Emodin deoxygenase, which catalyses the reduction of emodin to chrysophanol, was purified 17-fold from crude extracts of Pyrenochaeta terrestris. The Mr of the enzyme was 103 000. Upward curvature was exhibited by the plot of rate vs concentration of the crude extract. The protein fraction obtained from gel filtration with Sephadex G-75 was activated by ATP plus a low Mr fraction; ATP alone or low Mr fraction alone did not increase its activity.

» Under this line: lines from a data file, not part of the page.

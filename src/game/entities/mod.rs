//! Game entities module.
//!
//! This module organizes player, bomb and powerup entity logic.

pub mod player;
pub mod bomb;
pub mod powerup;

pub use player::*;
pub use bomb::*;
pub use powerup::*;
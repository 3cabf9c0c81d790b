//! Wire protocol.
//!
//! Every frame is a JSON object tagged by `type`. Inbound frames decode into
//! [`ClientMessage`]; everything the server emits is a [`ServerMessage`].

use actix::prelude::*;
use serde::{Serialize, Deserialize};

use crate::game::entities::{Powerup, PowerupKind};
use crate::game::types::{PlayerId, Position, PowerupId};

#[derive(Serialize, Deserialize, Clone, Debug, PartialEq)]
pub struct ChatPayload {
    pub id: PlayerId,
    pub room: String,
    pub text: String,
}

// Message client -> serveur
#[derive(Serialize, Deserialize, Clone, Debug, PartialEq)]
#[serde(tag = "type", rename_all = "kebab-case")]
pub enum ClientMessage {
    NewUser {
        id: PlayerId,
        #[serde(default)]
        name: String,
    },
    StartGame {
        id: PlayerId,
    },
    RequestMap,
    PlayerMove {
        id: PlayerId,
        x: i64,
        y: i64,
    },
    Bomb {
        id: PlayerId,
        x: i64,
        y: i64,
    },
    #[serde(rename_all = "camelCase")]
    PickupPowerup {
        id: PlayerId,
        powerup_id: PowerupId,
    },
    Respawn {
        id: PlayerId,
    },
    ChatMessage {
        payload: ChatPayload,
    },
    CheckJoin,
}

/// A player as listed in `existing-players`.
#[derive(Serialize, Clone, Debug, PartialEq)]
pub struct PlayerSnapshot {
    pub id: PlayerId,
    pub x: usize,
    pub y: usize,
    pub color: String,
}

// Message serveur -> client
#[derive(Message, Serialize, Clone, Debug, PartialEq)]
#[rtype(result = "()")]
#[serde(tag = "type", rename_all = "kebab-case")]
pub enum ServerMessage {
    MapData {
        grid: Vec<Vec<u8>>,
    },
    UserList {
        users: Vec<String>,
    },
    SpawnPosition {
        id: PlayerId,
        x: usize,
        y: usize,
        color: String,
    },
    ExistingPlayers {
        players: Vec<PlayerSnapshot>,
    },
    PlayerMove {
        id: PlayerId,
        x: usize,
        y: usize,
    },
    Bomb {
        id: PlayerId,
        x: usize,
        y: usize,
    },
    Explosion {
        id: PlayerId,
        x: usize,
        y: usize,
        cells: Vec<Position>,
        destroyed: Vec<Position>,
    },
    PlayerHit {
        id: PlayerId,
        lives: u8,
    },
    PowerupSpawn {
        powerup: Powerup,
    },
    #[serde(rename_all = "camelCase")]
    PowerupPicked {
        id: PowerupId,
        by: PlayerId,
        powerup_type: PowerupKind,
        new_max_bombs: u32,
        new_flame_range: usize,
        new_move_interval_ms: u64,
        new_speed_level: u32,
    },
    PlayerDisconnect {
        id: PlayerId,
    },
    ChatMessage {
        room: String,
        from: String,
        text: String,
        id: PlayerId,
    },
    Error {
        message: String,
    },
    CheckJoinResponse {
        allowed: bool,
        #[serde(skip_serializing_if = "Option::is_none")]
        message: Option<String>,
    },
}

impl ServerMessage {
    pub fn error(message: &str) -> Self {
        Self::Error { message: message.to_string() }
    }

    pub fn player_move(id: &str, pos: Position) -> Self {
        Self::PlayerMove { id: id.to_string(), x: pos.x, y: pos.y }
    }
}

/// Tells a session actor to close its socket.
#[derive(Message, Clone, Debug)]
#[rtype(result = "()")]
pub struct CloseSession {
    pub reason: String,
}

/// Where a message produced by the game state should go.
#[derive(Clone, Debug, PartialEq)]
pub enum Dispatch {
    /// Every open session.
    All(ServerMessage),
    /// The session of one player.
    To(PlayerId, ServerMessage),
}

#[cfg(test)]
impl Dispatch {
    pub fn message(&self) -> &ServerMessage {
        match self {
            Dispatch::All(message) | Dispatch::To(_, message) => message,
        }
    }
}

#[cfg(test)]
mod tests {
    use super::*;
    use serde_json::json;

    #[test]
    fn test_parses_every_inbound_tag() {
        let frames = [
            json!({"type": "new-user", "id": "a", "name": "Alice"}),
            json!({"type": "start-game", "id": "a"}),
            json!({"type": "request-map"}),
            json!({"type": "player-move", "id": "a", "x": 2, "y": 1}),
            json!({"type": "bomb", "id": "a", "x": 1, "y": 1}),
            json!({"type": "pickup-powerup", "id": "a", "powerupId": 4}),
            json!({"type": "respawn", "id": "a"}),
            json!({"type": "chat-message", "payload": {"id": "a", "room": "lobby", "text": "hi"}}),
            json!({"type": "check-join"}),
        ];
        for frame in frames {
            let parsed: Result<ClientMessage, _> = serde_json::from_value(frame.clone());
            assert!(parsed.is_ok(), "failed to parse {frame}");
        }

        let pickup: ClientMessage =
            serde_json::from_value(json!({"type": "pickup-powerup", "id": "a", "powerupId": 4})).unwrap();
        assert_eq!(pickup, ClientMessage::PickupPowerup { id: "a".into(), powerup_id: 4 });
    }

    #[test]
    fn test_rejects_unknown_tag_and_missing_fields() {
        assert!(serde_json::from_value::<ClientMessage>(json!({"type": "teleport", "id": "a"})).is_err());
        assert!(serde_json::from_value::<ClientMessage>(json!({"type": "player-move", "id": "a"})).is_err());
        assert!(serde_json::from_str::<ClientMessage>("not json").is_err());
    }

    #[test]
    fn test_outbound_shapes() {
        let picked = ServerMessage::PowerupPicked {
            id: 3,
            by: "a".into(),
            powerup_type: PowerupKind::Speed,
            new_max_bombs: 1,
            new_flame_range: 1,
            new_move_interval_ms: 130,
            new_speed_level: 1,
        };
        assert_eq!(
            serde_json::to_value(&picked).unwrap(),
            json!({
                "type": "powerup-picked",
                "id": 3,
                "by": "a",
                "powerupType": "speed",
                "newMaxBombs": 1,
                "newFlameRange": 1,
                "newMoveIntervalMs": 130,
                "newSpeedLevel": 1
            })
        );

        let allowed = ServerMessage::CheckJoinResponse { allowed: true, message: None };
        assert_eq!(
            serde_json::to_value(&allowed).unwrap(),
            json!({"type": "check-join-response", "allowed": true})
        );

        assert_eq!(
            serde_json::to_value(ServerMessage::error("Lobby is full")).unwrap(),
            json!({"type": "error", "message": "Lobby is full"})
        );
    }
}
pub mod types;
pub mod error;
pub mod state;

pub mod entities;
pub mod grid;
pub mod registry;
pub mod systems;
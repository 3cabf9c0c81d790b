//! Spawn allocation.
//!
//! Hands out the four corner spawns first-fit, in declaration order, so that no
//! two players ever hold the same corner.

use crate::game::error::GameError;
use crate::game::grid::spawn_corners;
use crate::game::types::{PlayerId, Position};

#[derive(Debug)]
pub struct SpawnAllocator {
    corners: [Position; 4],
    holders: [Option<PlayerId>; 4],
}

impl SpawnAllocator {
    pub fn new(width: usize, height: usize) -> Self {
        Self {
            corners: spawn_corners(width, height),
            holders: Default::default(),
        }
    }

    /// Give `player_id` the first free corner, releasing whatever it held before.
    pub fn allocate(&mut self, player_id: &str) -> Result<Position, GameError> {
        self.release(player_id);
        let slot = self
            .holders
            .iter()
            .position(Option::is_none)
            .ok_or(GameError::NoSpawnAvailable)?;
        self.holders[slot] = Some(player_id.to_string());
        Ok(self.corners[slot])
    }

    /// Free the corner held by `player_id`, if any.
    pub fn release(&mut self, player_id: &str) -> Option<Position> {
        let slot = self.slot_of(player_id)?;
        self.holders[slot] = None;
        Some(self.corners[slot])
    }

    pub fn spawn_of(&self, player_id: &str) -> Option<Position> {
        self.slot_of(player_id).map(|slot| self.corners[slot])
    }

    fn slot_of(&self, player_id: &str) -> Option<usize> {
        self.holders
            .iter()
            .position(|holder| holder.as_deref() == Some(player_id))
    }
}
//! Map storage and the map generator.

pub mod grid;

pub use grid::*;
/// Network configuration for the HTTP/WebSocket listener.
use log::warn;

/// Default bind host.
pub const DEFAULT_HOST: &str = "127.0.0.1";

/// Default listening port.
pub const DEFAULT_PORT: u16 = 8000;

/// Where the server listens.
#[derive(Debug, Clone)]
pub struct ServerConfig {
    pub host: String,
    pub port: u16,
}

impl Default for ServerConfig {
    fn default() -> Self {
        Self {
            host: DEFAULT_HOST.to_string(),
            port: DEFAULT_PORT,
        }
    }
}

impl ServerConfig {
    /// Load config from `BOMBER_HOST` / `BOMBER_PORT`, falling back to defaults.
    pub fn from_env() -> Self {
        Self::from_lookup(|key| std::env::var(key).ok())
    }

    fn from_lookup(lookup: impl Fn(&str) -> Option<String>) -> Self {
        let mut config = Self::default();

        if let Some(host) = lookup("BOMBER_HOST") {
            if host.trim().is_empty() {
                warn!("[Config] BOMBER_HOST is empty, using default {}", DEFAULT_HOST);
            } else {
                config.host = host.trim().to_string();
            }
        }

        if let Some(port) = lookup("BOMBER_PORT") {
            match port.trim().parse::<u16>() {
                Ok(parsed) if parsed > 0 => config.port = parsed,
                _ => warn!("[Config] Invalid BOMBER_PORT '{}', using default {}", port, DEFAULT_PORT),
            }
        }

        config
    }
}

#[cfg(test)]
mod tests {
    use super::*;

    #[test]
    fn defaults_when_unset() {
        let config = ServerConfig::from_lookup(|_| None);
        assert_eq!(config.host, DEFAULT_HOST);
        assert_eq!(config.port, DEFAULT_PORT);
    }

    #[test]
    fn reads_overrides_and_ignores_bad_port() {
        let config = ServerConfig::from_lookup(|key| match key {
            "BOMBER_HOST" => Some("0.0.0.0".to_string()),
            "BOMBER_PORT" => Some("not-a-port".to_string()),
            _ => None,
        });
        assert_eq!(config.host, "0.0.0.0");
        assert_eq!(config.port, DEFAULT_PORT);

        let config = ServerConfig::from_lookup(|key| (key == "BOMBER_PORT").then(|| "9001".to_string()));
        assert_eq!(config.port, 9001);
    }
}
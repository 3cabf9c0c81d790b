/// Main configuration module.
///
/// Re-exports submodules for game rules and network configuration.
pub mod game;
pub mod server;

The Km for NADPH of the crude extract was 3 μM, that after NADPH gel filtration of the crude extract was 1.5 mM. It is proposed that ATP plus an unidentified factor increase emodin deoxygenase activity by lowering the Km for NADPH. Iron II, which increased activity of the crude extract, inhibited activity of the partially purified enzyme by 95%. Sulphydryl reagents inhibited activity by 90%. Partially purified emodin deoxygenase activity was low in the absence of mercaptans and was increased eight-fold by the addition of dithiothreitol. It is proposed that a pair of thiol groups is required for activity and that they occur in the disulphide form in the absence of mercaptans. © 1990.